Top of Data shown

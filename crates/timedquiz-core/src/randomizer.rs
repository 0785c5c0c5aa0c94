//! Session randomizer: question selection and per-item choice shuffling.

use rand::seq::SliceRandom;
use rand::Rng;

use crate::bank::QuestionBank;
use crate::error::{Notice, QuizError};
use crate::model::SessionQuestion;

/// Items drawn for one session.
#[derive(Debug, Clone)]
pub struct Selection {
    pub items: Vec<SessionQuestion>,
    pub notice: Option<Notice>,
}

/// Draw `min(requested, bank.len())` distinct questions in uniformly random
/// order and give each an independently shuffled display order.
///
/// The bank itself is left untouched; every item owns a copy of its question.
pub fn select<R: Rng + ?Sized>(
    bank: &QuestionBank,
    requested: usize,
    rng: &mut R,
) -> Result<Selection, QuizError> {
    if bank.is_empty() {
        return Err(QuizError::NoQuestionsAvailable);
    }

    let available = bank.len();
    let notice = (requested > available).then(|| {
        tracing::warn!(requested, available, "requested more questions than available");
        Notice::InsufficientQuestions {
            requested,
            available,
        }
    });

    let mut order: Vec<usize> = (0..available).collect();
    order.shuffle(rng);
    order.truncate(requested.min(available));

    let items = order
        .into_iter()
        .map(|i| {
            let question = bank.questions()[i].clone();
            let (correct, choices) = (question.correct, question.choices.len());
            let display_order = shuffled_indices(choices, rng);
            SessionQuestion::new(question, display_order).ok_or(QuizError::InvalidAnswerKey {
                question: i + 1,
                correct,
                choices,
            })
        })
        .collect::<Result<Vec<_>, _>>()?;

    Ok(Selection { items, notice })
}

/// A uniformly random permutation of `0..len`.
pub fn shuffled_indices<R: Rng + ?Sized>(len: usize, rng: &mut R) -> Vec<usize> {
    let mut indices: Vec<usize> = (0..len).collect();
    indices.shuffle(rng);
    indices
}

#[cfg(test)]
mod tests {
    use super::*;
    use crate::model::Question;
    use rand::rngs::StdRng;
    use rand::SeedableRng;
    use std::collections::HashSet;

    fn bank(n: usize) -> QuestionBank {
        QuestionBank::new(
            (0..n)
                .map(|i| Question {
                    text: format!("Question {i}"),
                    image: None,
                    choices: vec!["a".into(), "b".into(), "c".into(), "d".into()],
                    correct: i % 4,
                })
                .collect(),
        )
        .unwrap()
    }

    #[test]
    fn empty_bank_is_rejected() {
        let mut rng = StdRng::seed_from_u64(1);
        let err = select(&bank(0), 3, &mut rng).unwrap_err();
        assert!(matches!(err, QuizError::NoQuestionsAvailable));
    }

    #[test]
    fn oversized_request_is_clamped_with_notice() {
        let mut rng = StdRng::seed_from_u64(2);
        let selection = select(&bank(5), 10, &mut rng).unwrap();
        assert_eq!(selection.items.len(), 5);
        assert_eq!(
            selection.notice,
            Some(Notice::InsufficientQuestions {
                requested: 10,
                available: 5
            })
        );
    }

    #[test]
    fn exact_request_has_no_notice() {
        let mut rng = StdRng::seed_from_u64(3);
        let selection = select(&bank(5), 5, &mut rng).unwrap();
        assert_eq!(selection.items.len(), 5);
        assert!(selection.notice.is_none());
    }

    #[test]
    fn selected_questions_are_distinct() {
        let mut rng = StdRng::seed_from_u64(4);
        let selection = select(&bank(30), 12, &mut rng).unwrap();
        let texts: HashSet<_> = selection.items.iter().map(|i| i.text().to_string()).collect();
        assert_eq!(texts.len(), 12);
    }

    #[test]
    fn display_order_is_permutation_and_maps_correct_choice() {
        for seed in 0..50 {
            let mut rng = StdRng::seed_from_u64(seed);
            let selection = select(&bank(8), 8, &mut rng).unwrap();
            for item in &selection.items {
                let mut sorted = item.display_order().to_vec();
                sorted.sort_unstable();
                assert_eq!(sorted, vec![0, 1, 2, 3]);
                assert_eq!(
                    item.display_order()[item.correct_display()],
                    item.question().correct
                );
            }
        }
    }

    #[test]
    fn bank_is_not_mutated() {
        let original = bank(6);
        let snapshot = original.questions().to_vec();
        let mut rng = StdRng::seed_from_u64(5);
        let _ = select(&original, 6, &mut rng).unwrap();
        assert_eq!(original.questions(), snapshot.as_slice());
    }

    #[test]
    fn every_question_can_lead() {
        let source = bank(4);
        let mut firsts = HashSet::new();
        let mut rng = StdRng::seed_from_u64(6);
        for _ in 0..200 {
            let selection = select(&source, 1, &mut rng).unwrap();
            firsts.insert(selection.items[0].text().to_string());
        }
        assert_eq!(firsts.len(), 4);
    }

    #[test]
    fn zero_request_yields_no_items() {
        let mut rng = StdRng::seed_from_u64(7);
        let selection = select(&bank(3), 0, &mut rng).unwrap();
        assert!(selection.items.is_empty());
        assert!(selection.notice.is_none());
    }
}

Bottom of Data shown
Top of Data shown

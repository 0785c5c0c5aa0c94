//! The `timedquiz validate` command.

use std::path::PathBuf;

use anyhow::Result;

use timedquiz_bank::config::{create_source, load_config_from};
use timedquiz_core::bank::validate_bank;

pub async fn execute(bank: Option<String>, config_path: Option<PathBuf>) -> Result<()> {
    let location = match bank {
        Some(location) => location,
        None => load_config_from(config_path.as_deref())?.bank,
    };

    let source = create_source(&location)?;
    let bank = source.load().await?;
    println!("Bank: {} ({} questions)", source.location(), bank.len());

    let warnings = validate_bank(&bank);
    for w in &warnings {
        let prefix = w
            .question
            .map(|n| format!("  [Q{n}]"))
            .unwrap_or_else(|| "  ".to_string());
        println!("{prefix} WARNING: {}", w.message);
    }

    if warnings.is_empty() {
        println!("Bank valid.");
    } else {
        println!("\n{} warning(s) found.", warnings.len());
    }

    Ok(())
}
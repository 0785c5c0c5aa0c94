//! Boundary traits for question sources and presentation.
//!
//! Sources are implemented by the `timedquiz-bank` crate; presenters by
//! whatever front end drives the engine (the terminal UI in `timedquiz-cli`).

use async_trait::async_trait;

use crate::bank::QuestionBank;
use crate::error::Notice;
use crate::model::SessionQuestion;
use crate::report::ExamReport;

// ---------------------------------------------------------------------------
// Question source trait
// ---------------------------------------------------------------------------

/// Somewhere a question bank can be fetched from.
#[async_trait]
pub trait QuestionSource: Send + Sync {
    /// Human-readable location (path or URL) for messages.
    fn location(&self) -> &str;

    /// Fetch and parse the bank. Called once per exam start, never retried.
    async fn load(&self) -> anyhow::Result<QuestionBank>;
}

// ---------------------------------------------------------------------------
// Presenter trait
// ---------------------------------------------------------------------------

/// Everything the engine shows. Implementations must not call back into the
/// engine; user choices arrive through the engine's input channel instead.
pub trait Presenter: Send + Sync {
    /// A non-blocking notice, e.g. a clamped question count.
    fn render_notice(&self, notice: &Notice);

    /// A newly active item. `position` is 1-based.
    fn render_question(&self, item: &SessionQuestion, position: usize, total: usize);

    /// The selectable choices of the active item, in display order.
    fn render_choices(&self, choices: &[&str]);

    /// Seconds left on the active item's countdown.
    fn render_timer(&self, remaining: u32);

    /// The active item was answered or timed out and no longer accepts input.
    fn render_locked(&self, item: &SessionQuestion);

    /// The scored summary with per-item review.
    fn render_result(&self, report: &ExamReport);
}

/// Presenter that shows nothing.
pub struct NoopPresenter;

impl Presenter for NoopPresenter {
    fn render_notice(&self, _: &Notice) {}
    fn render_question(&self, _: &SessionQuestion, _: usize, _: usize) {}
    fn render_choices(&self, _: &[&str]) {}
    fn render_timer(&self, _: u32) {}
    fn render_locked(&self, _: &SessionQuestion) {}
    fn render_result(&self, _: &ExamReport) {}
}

Bottom of Data shown

Find the word "engine" in the entries, and copy every line it shows up in.

//! whatever front end drives the engine (the terminal UI in `timedquiz-cli`).
/// Everything the engine shows. Implementations must not call back into the
/// engine; user choices arrive through the engine's input channel instead.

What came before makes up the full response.